Now for some bizarre reason the government is increasingly using Māori words when giving a label to government departments using English. This would not be at all strange, Māori being an official language of New Zealand, if these names were used when Māori is being used. Those who speak Māori would expect nothing less.
These names do not help us to know who the departments or institutions are or what they do.
For example, if you were expecting help with social housing, would you look to Kāinga Ora? Or Whānau Ora? Or Te Puni Kokiri? Or perhaps Te Kāwanatanga o Aotearoa? Or do these institutions only help Māori? Or are they just Māori words used for some strange sort of virtue-signalling and is one of them the Ministry of Housing, or some type of intergovernmental agency? Would the Ministry for Housing and Urban Development be the one to go to, or is that one of the above?
Instead of these institutions having names which tell us what they do, they appear to be doing their best to hide their purpose from us. It is not as if the housing issues in New Zealand have improved through this obfuscation. In fact, the housing crisis is if anything worse than when we had a clear name we used in each language to give a clear idea of who they are.
On a national level, the same sort of thing appears to be happening with what we call our country.
The current government, however, perhaps mindful of the results and costs of the flag debate, seems to have decided to try to change our name to Aotearoa by just calling our country Aotearoa.
This is done under the guise of saying it is the Māori word for our country, and that it honours Te Tiriti o Waitangi.
It was not the traditional name for New Zealand: in Te Tiriti the country was called Nu Tirana and Ngai Tahu are more likely to associate Aotearoa with the North Island. Aotearoa is a relatively recent construct plucked from North Island thin air.
It may well be that the citizens of New Zealand feel it is time to change our name from one harking back to its European colonial past. The majority in Ngai Tahu country may support Te Wai Pounamu and the North Islanders may choose their proposal, Aotearoa.
But until we have that referendum and we choose a name change it is disrespectful to attempt to over-ride the name we call ourselves and call us something else when describing New Zealand in English text, particularly in official government speech and in websites.
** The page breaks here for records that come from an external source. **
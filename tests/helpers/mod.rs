//! Test helper utilities: a deterministic LLM stub, settings and stream readers

#![allow(dead_code)]

use std::collections::{HashMap, HashSet};
use std::path::Path;
use std::sync::atomic::{AtomicUsize, Ordering};
use std::sync::{Arc, Mutex};
use std::time::Duration;

use async_trait::async_trait;
use rand::rngs::StdRng;
use rand::{Rng, SeedableRng};
use tokio::sync::mpsc;

use disease_extract::app_state::{AppState, LlmFactory};
use disease_extract::config::{AppConfig, JobSettings, RetryPolicy};
use disease_extract::models::event::{ResultEvent, StreamEvent};
use disease_extract::services::job::JobRegistry;
use disease_extract::services::llm::{ChatMessage, InvokeOptions, LlmError, LlmResponse, LlmService};

use crate::fixtures::DiseaseCase;

/// Deterministic model stand-in.
///
/// Replies from a fixed text->reply table, echoing `[text]` for unknown rows.
/// Optional per-call latency is pseudo-random but reproducible.
pub struct StubLlm {
    replies: HashMap<String, String>,
    failing: HashSet<String>,
    max_latency_ms: u64,
    rng: Mutex<StdRng>,
    calls: AtomicUsize,
    seen: Mutex<Vec<String>>,
    hooks: Vec<(usize, CallHook)>,
}

type CallHook = Box<dyn Fn() + Send + Sync>;

impl StubLlm {
    pub fn new() -> Self {
        Self {
            replies: HashMap::new(),
            failing: HashSet::new(),
            max_latency_ms: 0,
            rng: Mutex::new(StdRng::seed_from_u64(0x2545_f491_4f6c_dd1d)),
            calls: AtomicUsize::new(0),
            seen: Mutex::new(Vec::new()),
            hooks: Vec::new(),
        }
    }

    pub fn with_cases(mut self, cases: &[DiseaseCase]) -> Self {
        for case in cases {
            self.replies.insert(case.text.to_string(), case.reply.to_string());
        }
        self
    }

    pub fn with_random_latency(mut self, max_ms: u64) -> Self {
        self.max_latency_ms = max_ms;
        self
    }

    /// Rows whose every attempt fails with an API error.
    pub fn failing_on(mut self, text: &str) -> Self {
        self.failing.insert(text.to_string());
        self
    }

    /// Run `hook` when call number `call` (1-based) starts.
    pub fn on_call(mut self, call: usize, hook: impl Fn() + Send + Sync + 'static) -> Self {
        self.hooks.push((call, Box::new(hook)));
        self
    }

    /// Cancel `job_id` through the registry once `calls` calls have started.
    pub fn cancel_after(self, calls: usize, registry: JobRegistry, job_id: &str) -> Self {
        let job_id = job_id.to_string();
        self.on_call(calls, move || {
            registry.cancel(&job_id);
        })
    }

    pub fn calls(&self) -> usize {
        self.calls.load(Ordering::SeqCst)
    }

    pub fn seen_texts(&self) -> Vec<String> {
        self.seen.lock().unwrap().clone()
    }

    fn next_latency(&self) -> Duration {
        if self.max_latency_ms == 0 {
            return Duration::ZERO;
        }
        let ms = self.rng.lock().unwrap().random_range(0..=self.max_latency_ms);
        Duration::from_millis(ms)
    }
}

/// The row text inside the user prompt.
pub fn row_text(messages: &[ChatMessage]) -> String {
    let user = &messages[messages.len() - 1].content;
    let after = user.split_once("文本：").map(|(_, t)| t).unwrap_or(user);
    after.split("\n\n额外要求：").next().unwrap_or(after).to_string()
}

#[async_trait]
impl LlmService for StubLlm {
    async fn invoke(
        &self,
        messages: &[ChatMessage],
        _options: &InvokeOptions,
    ) -> Result<LlmResponse, LlmError> {
        let call = self.calls.fetch_add(1, Ordering::SeqCst) + 1;
        for (at, hook) in &self.hooks {
            if *at == call {
                hook();
            }
        }

        let text = row_text(messages);
        self.seen.lock().unwrap().push(text.clone());

        let latency = self.next_latency();
        if !latency.is_zero() {
            tokio::time::sleep(latency).await;
        }

        if self.failing.contains(&text) {
            return Err(LlmError::Api {
                status: 500,
                body: "upstream unavailable".to_string(),
            });
        }

        let content = self
            .replies
            .get(&text)
            .cloned()
            .unwrap_or_else(|| format!("[{}]", text));
        Ok(LlmResponse {
            content,
            model: "stub".to_string(),
            usage: None,
        })
    }
}

/// Fast settings for tests: tiny retry delay, no production-sized intervals.
pub fn test_settings(concurrency: usize, save_interval: usize) -> JobSettings {
    JobSettings {
        concurrency,
        retry: RetryPolicy {
            max_retries: 2,
            retry_delay: Duration::from_millis(5),
            attempt_timeout: Duration::from_secs(5),
        },
        save_interval,
        heartbeat_batch_interval: 2,
        stream_buffer_size: 1024,
        temperature: 0.3,
    }
}

pub fn test_config(data_dir: &Path) -> AppConfig {
    AppConfig {
        bind_addr: "127.0.0.1:0".to_string(),
        data_dir: data_dir.to_path_buf(),
        llm_api_key: "sk-test".to_string(),
        llm_model_id: "deepseek/deepseek-chat".to_string(),
        llm_base_url: None,
        llm_temperature: 0.3,
        concurrency: 2,
        max_retries: 1,
        retry_delay_ms: 5,
        attempt_timeout_ms: 5_000,
        save_interval: 2,
        heartbeat_batch_interval: 5,
        retry_single_max_retries: 1,
        stream_buffer_size: 256,
        max_body_bytes: 1024 * 1024,
    }
}

/// Accepts exactly one key; everything else is rejected like a 401.
pub struct KeyCheckLlm {
    key: String,
}

pub const VALID_KEY: &str = "sk-valid-0123456789abcdef";

#[async_trait]
impl LlmService for KeyCheckLlm {
    async fn invoke(
        &self,
        _messages: &[ChatMessage],
        _options: &InvokeOptions,
    ) -> Result<LlmResponse, LlmError> {
        if self.key == VALID_KEY {
            Ok(LlmResponse {
                content: "OK".to_string(),
                model: "stub".to_string(),
                usage: None,
            })
        } else {
            Err(LlmError::Api {
                status: 401,
                body: "invalid api key".to_string(),
            })
        }
    }
}

pub fn key_check_factory() -> LlmFactory {
    Arc::new(|_model_id: &str, api_key: &str| {
        Ok(Arc::new(KeyCheckLlm {
            key: api_key.to_string(),
        }) as Arc<dyn LlmService>)
    })
}

pub fn test_state(data_dir: &Path, llm: Arc<dyn LlmService>) -> AppState {
    AppState::new(&test_config(data_dir), llm, key_check_factory())
}

/// Drain a job stream up to and including its terminal event.
pub async fn collect_events(mut rx: mpsc::Receiver<StreamEvent>) -> Vec<StreamEvent> {
    let mut events = Vec::new();
    while let Some(event) = rx.recv().await {
        let terminal = event.is_terminal();
        events.push(event);
        if terminal {
            break;
        }
    }
    events
}

pub fn parse_ndjson(body: &[u8]) -> Vec<StreamEvent> {
    std::str::from_utf8(body)
        .expect("stream is UTF-8")
        .lines()
        .filter(|line| !line.is_empty())
        .map(|line| serde_json::from_str(line).expect("each line is one event"))
        .collect()
}

pub fn results(events: &[StreamEvent]) -> Vec<ResultEvent> {
    events
        .iter()
        .filter_map(|e| match e {
            StreamEvent::Result(r) => Some(r.clone()),
            _ => None,
        })
        .collect()
}

pub fn count_of(events: &[StreamEvent], kind: &str) -> usize {
    events
        .iter()
        .filter(|e| {
            serde_json::to_value(e)
                .map(|v| v["type"] == kind)
                .unwrap_or(false)
        })
        .count()
}
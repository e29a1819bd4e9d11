pub mod analyze;
pub mod health;
pub mod jobs;
pub mod metrics;
pub mod retry;
pub mod validate_key;

use axum::extract::DefaultBodyLimit;
use axum::routing::{get, post};
use axum::Router;
use tower_http::compression::CompressionLayer;
use tower_http::cors::CorsLayer;
use tower_http::limit::RequestBodyLimitLayer;
use tower_http::trace::TraceLayer;

use crate::app_state::AppState;

/// API routes without the metrics endpoint, which needs the global recorder.
pub fn router(state: AppState, max_body_bytes: usize) -> Router {
    // Downloads are compressed; the live NDJSON stream is not, so frames
    // reach the client as soon as they are written.
    let downloads = Router::new()
        .route("/api/logs/{job_id}", get(jobs::download_log))
        .route("/api/exports/{file}", get(jobs::download_export))
        .layer(CompressionLayer::new());

    Router::new()
        .route("/health", get(health::health_check))
        .route("/api/analyze", post(analyze::analyze))
        .route("/api/retry", post(retry::retry_row))
        .route("/api/validate-key", post(validate_key::validate_key))
        .route("/api/jobs/{job_id}/abort", post(jobs::abort_job))
        .merge(downloads)
        .with_state(state)
        .layer(TraceLayer::new_for_http())
        .layer(CorsLayer::permissive())
        .layer(DefaultBodyLimit::max(max_body_bytes))
        .layer(RequestBodyLimitLayer::new(max_body_bytes))
}
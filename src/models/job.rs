use chrono::{DateTime, Utc};
use serde::{Deserialize, Serialize};
use strum::Display;

/// Lifecycle of an extraction job.
///
/// `Created -> Running -> {Completed | Interrupted | Errored}`; a job may also
/// error before it starts running (invalid input).
#[derive(Debug, Clone, Copy, Serialize, Deserialize, Display, PartialEq, Eq)]
#[serde(rename_all = "snake_case")]
#[strum(serialize_all = "snake_case")]
pub enum JobStatus {
    Created,
    Running,
    Completed,
    Interrupted,
    Errored,
}

impl JobStatus {
    pub fn is_terminal(self) -> bool {
        matches!(self, JobStatus::Completed | JobStatus::Interrupted | JobStatus::Errored)
    }

    pub fn can_transition_to(self, next: JobStatus) -> bool {
        use JobStatus::*;
        matches!(
            (self, next),
            (Created, Running)
                | (Created, Errored)
                | (Running, Completed)
                | (Running, Interrupted)
                | (Running, Errored)
        )
    }
}

#[derive(Debug, thiserror::Error, PartialEq)]
#[error("invalid job transition: {from} -> {to}")]
pub struct InvalidTransition {
    pub from: JobStatus,
    pub to: JobStatus,
}

/// One run over a row set, identified by a job id that is stable across resumes.
#[derive(Debug, Clone)]
pub struct Job {
    pub job_id: String,
    pub total_rows: usize,
    pub resume_offset: usize,
    pub started_at: DateTime<Utc>,
    status: JobStatus,
}

impl Job {
    pub fn new(job_id: impl Into<String>) -> Self {
        Self {
            job_id: job_id.into(),
            total_rows: 0,
            resume_offset: 0,
            started_at: Utc::now(),
            status: JobStatus::Created,
        }
    }

    pub fn status(&self) -> JobStatus {
        self.status
    }

    pub fn transition(&mut self, next: JobStatus) -> Result<(), InvalidTransition> {
        if !self.status.can_transition_to(next) {
            return Err(InvalidTransition {
                from: self.status,
                to: next,
            });
        }
        self.status = next;
        Ok(())
    }
}

/// Server-assigned job id when the client supplies none: current time in milliseconds.
pub fn generate_job_id() -> String {
    Utc::now().timestamp_millis().to_string()
}
use std::path::Path;

use axum::extract::State;
use axum::http::StatusCode;
use axum::Json;
use serde::Serialize;

use crate::app_state::AppState;

#[derive(Serialize)]
pub struct HealthResponse {
    pub status: String,
    pub version: String,
    pub running_jobs: usize,
    pub checks: HealthChecks,
}

#[derive(Serialize)]
pub struct HealthChecks {
    pub logs_dir: ComponentHealth,
    pub checkpoints_dir: ComponentHealth,
    pub exports_dir: ComponentHealth,
}

#[derive(Serialize)]
pub struct ComponentHealth {
    pub status: String,
    pub latency_ms: Option<u64>,
}

/// GET /health: liveness plus writability of the data directories.
pub async fn health_check(State(state): State<AppState>) -> (StatusCode, Json<HealthResponse>) {
    let checks = HealthChecks {
        logs_dir: check_writable(&state.paths.logs_dir).await,
        checkpoints_dir: check_writable(&state.paths.checkpoints_dir).await,
        exports_dir: check_writable(&state.paths.exports_dir).await,
    };

    let all_healthy = [&checks.logs_dir, &checks.checkpoints_dir, &checks.exports_dir]
        .iter()
        .all(|c| c.status == "ok");
    let status_code = if all_healthy {
        StatusCode::OK
    } else {
        StatusCode::SERVICE_UNAVAILABLE
    };

    let response = HealthResponse {
        status: if all_healthy { "ok" } else { "degraded" }.to_string(),
        version: env!("CARGO_PKG_VERSION").to_string(),
        running_jobs: state.jobs.registry().len(),
        checks,
    };

    (status_code, Json(response))
}

async fn check_writable(dir: &Path) -> ComponentHealth {
    let start = std::time::Instant::now();
    let marker = dir.join(".health");
    let result = async {
        tokio::fs::create_dir_all(dir).await?;
        tokio::fs::write(&marker, b"ok").await?;
        tokio::fs::remove_file(&marker).await
    }
    .await;

    match result {
        Ok(()) => ComponentHealth {
            status: "ok".to_string(),
            latency_ms: Some(start.elapsed().as_millis() as u64),
        },
        Err(e) => {
            tracing::warn!(dir = %dir.display(), error = %e, "Data directory not writable");
            ComponentHealth {
                status: "error".to_string(),
                latency_ms: None,
            }
        }
    }
}
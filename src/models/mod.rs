pub mod checkpoint;
pub mod event;
pub mod job;
pub mod log;
pub mod request;
pub mod row;
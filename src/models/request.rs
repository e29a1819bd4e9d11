use garde::Validate;
use serde::{Deserialize, Serialize};

/// Body of `POST /api/analyze`.
///
/// Rows come either as a flat `rows` list or as a `table` plus the `column`
/// header to read.
#[derive(Debug, Default, Clone, Deserialize, Validate)]
#[serde(rename_all = "camelCase")]
pub struct AnalyzeRequest {
    #[garde(skip)]
    pub rows: Option<Vec<String>>,

    #[garde(skip)]
    pub table: Option<TableInput>,

    #[garde(length(min = 1, max = 200))]
    pub column: Option<String>,

    #[garde(length(max = 8000))]
    pub system_prompt: Option<String>,

    #[garde(length(max = 2000))]
    pub user_prompt: Option<String>,

    /// Doubles as a file name component, so it is restricted to a safe alphabet.
    #[garde(length(min = 1, max = 64), pattern(r"^[A-Za-z0-9_-]+$"))]
    pub job_id: Option<String>,

    #[garde(skip)]
    pub resume_from: Option<usize>,

    #[garde(range(min = 1, max = 100))]
    pub concurrency: Option<usize>,
}

/// Already-parsed spreadsheet: a header row plus data rows.
#[derive(Debug, Default, Clone, Deserialize, Serialize)]
pub struct TableInput {
    pub headers: Vec<String>,
    #[serde(default)]
    pub records: Vec<Vec<String>>,
}

/// Body of `POST /api/retry`.
#[derive(Debug, Deserialize, Validate)]
#[serde(rename_all = "camelCase")]
pub struct RetryRequest {
    #[garde(length(min = 1, max = 20000))]
    pub text: String,

    #[garde(length(max = 8000))]
    pub system_prompt: Option<String>,

    #[garde(length(max = 2000))]
    pub user_prompt: Option<String>,
}

#[derive(Debug, Serialize, Deserialize)]
#[serde(rename_all = "camelCase")]
pub struct RetryResponse {
    pub success: bool,
    pub diseases: Vec<String>,
    pub raw_response: String,
}

/// Error body shared by the synchronous endpoints.
#[derive(Debug, Serialize, Deserialize)]
pub struct ErrorResponse {
    pub error: String,
    #[serde(default, skip_serializing_if = "Option::is_none")]
    pub details: Option<String>,
}

/// Body of `POST /api/validate-key`.
#[derive(Debug, Deserialize, Validate)]
#[serde(rename_all = "camelCase")]
pub struct ValidateKeyRequest {
    #[garde(length(min = 1))]
    pub api_key: String,

    #[garde(length(min = 3, max = 200))]
    pub model_id: Option<String>,
}

#[derive(Debug, Serialize, Deserialize)]
#[serde(rename_all = "camelCase")]
pub struct ValidateKeyResponse {
    pub success: bool,
    pub message: String,
    #[serde(default, skip_serializing_if = "Option::is_none")]
    pub provider: Option<String>,
    #[serde(default, skip_serializing_if = "Option::is_none")]
    pub model: Option<String>,
}

/// Response of `POST /api/jobs/{job_id}/abort`.
#[derive(Debug, Serialize, Deserialize)]
#[serde(rename_all = "camelCase")]
pub struct AbortResponse {
    pub job_id: String,
    pub status: String,
}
Maybe we should begin by asking those who choose to be on the Māori roll what they would like our country called in te reo.
Then we can ask by referendum of all who live here whether we should continue to have a separate English name — and if we should, what it should be.
Perhaps we can discuss whether the Māori names for our institutions are intended to be the word we use when speaking English, or the Māori word we use when speaking Māori. Or whether like Aoraki/Mt Cook we somehow want to change our name to both words together like the government has signalled with the now defunct Aotearoa New Zealand Public Media Bill.
Whatever we do, it is for all of us to decide what we call ourselves when we are speaking English.
- Hilary Calvert is a former Otago regional councillor, MP and DCC councillor.